[Stored data entries]
Start of Block

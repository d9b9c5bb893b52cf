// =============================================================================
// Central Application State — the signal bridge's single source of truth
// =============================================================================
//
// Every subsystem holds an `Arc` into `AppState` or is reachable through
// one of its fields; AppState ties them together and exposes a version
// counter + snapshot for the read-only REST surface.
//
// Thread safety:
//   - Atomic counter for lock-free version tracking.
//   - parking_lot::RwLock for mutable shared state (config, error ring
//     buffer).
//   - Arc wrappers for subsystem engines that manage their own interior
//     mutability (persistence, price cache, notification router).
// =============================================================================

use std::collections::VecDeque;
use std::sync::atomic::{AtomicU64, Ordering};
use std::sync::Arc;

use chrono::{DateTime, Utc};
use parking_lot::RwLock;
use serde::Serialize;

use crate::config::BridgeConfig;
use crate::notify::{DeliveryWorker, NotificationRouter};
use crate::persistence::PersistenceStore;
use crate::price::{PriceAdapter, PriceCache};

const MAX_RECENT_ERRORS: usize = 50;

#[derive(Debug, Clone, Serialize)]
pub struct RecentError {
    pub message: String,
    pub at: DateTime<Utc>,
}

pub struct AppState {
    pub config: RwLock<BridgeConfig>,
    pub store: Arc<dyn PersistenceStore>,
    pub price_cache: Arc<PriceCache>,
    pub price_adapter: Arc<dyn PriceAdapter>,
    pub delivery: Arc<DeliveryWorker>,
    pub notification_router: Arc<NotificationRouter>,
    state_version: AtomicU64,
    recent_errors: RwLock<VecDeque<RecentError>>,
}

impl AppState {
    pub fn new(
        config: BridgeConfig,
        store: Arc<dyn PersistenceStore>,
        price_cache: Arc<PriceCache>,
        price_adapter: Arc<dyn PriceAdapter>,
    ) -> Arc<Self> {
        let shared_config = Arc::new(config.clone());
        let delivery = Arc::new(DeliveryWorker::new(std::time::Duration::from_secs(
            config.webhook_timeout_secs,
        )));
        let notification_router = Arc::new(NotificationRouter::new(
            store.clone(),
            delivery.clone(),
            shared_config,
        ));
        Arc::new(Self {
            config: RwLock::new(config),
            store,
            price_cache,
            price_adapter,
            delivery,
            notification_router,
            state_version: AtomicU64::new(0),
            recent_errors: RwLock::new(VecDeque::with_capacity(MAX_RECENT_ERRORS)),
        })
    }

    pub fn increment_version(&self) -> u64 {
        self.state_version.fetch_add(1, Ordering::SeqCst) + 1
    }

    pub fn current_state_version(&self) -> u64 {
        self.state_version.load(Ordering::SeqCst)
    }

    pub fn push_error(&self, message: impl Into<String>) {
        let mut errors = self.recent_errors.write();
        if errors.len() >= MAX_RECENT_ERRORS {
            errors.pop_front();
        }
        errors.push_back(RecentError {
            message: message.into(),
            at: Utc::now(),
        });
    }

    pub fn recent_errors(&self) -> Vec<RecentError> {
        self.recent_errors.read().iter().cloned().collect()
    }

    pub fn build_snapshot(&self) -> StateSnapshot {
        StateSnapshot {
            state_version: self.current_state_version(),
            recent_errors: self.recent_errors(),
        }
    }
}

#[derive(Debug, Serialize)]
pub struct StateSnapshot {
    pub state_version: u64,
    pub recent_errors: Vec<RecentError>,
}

End of Block

Give back every entry, word for word.

repository d9b9c5bb893b52cf
// =============================================================================
// Central Application State — the signal bridge's single source of truth
// =============================================================================
//
// Every subsystem holds an `Arc` into `AppState` or is reachable through
// one of its fields; AppState ties them together and exposes a version
// counter + snapshot for the read-only REST surface.
//
// Thread safety:
//   - Atomic counter for lock-free version tracking.
//   - parking_lot::RwLock for mutable shared state (config, error ring
//     buffer).
//   - Arc wrappers for subsystem engines that manage their own interior
//     mutability (persistence, price cache, notification router).
// =============================================================================

use std::collections::VecDeque;
use std::sync::atomic::{AtomicU64, Ordering};
use std::sync::Arc;

use chrono::{DateTime, Utc};
use parking_lot::RwLock;
use serde::Serialize;

use crate::config::BridgeConfig;
use crate::notify::{DeliveryWorker, NotificationRouter};
use crate::persistence::PersistenceStore;
use crate::price::{PriceAdapter, PriceCache};

const MAX_RECENT_ERRORS: usize = 50;

#[derive(Debug, Clone, Serialize)]
pub struct RecentError {
    pub message: String,
    pub at: DateTime<Utc>,
}

pub struct AppState {
    pub config: RwLock<BridgeConfig>,
    pub store: Arc<dyn PersistenceStore>,
    pub price_cache: Arc<PriceCache>,
    pub price_adapter: Arc<dyn PriceAdapter>,
    pub delivery: Arc<DeliveryWorker>,
    pub notification_router: Arc<NotificationRouter>,
    state_version: AtomicU64,
    recent_errors: RwLock<VecDeque<RecentError>>,
}

impl AppState {
    pub fn new(
        config: BridgeConfig,
        store: Arc<dyn PersistenceStore>,
        price_cache: Arc<PriceCache>,
        price_adapter: Arc<dyn PriceAdapter>,
    ) -> Arc<Self> {
        let shared_config = Arc::new(config.clone());
        let delivery = Arc::new(DeliveryWorker::new(std::time::Duration::from_secs(
            config.webhook_timeout_secs,
        )));
        let notification_router = Arc::new(NotificationRouter::new(
            store.clone(),
            delivery.clone(),
            shared_config,
        ));
        Arc::new(Self {
            config: RwLock::new(config),
            store,
            price_cache,
            price_adapter,
            delivery,
            notification_router,
            state_version: AtomicU64::new(0),
            recent_errors: RwLock::new(VecDeque::with_capacity(MAX_RECENT_ERRORS)),
        })
    }

    pub fn increment_version(&self) -> u64 {
        self.state_version.fetch_add(1, Ordering::SeqCst) + 1
    }

    pub fn current_state_version(&self) -> u64 {
        self.state_version.load(Ordering::SeqCst)
    }

    pub fn push_error(&self, message: impl Into<String>) {
        let mut errors = self.recent_errors.write();
        if errors.len() >= MAX_RECENT_ERRORS {
            errors.pop_front();
        }
        errors.push_back(RecentError {
            message: message.into(),
            at: Utc::now(),
        });
    }

    pub fn recent_errors(&self) -> Vec<RecentError> {
        self.recent_errors.read().iter().cloned().collect()
    }

    pub fn build_snapshot(&self) -> StateSnapshot {
        StateSnapshot {
            state_version: self.current_state_version(),
            recent_errors: self.recent_errors(),
        }
    }
}

#[derive(Debug, Serialize)]
pub struct StateSnapshot {
    pub state_version: u64,
    pub recent_errors: Vec<RecentError>,
}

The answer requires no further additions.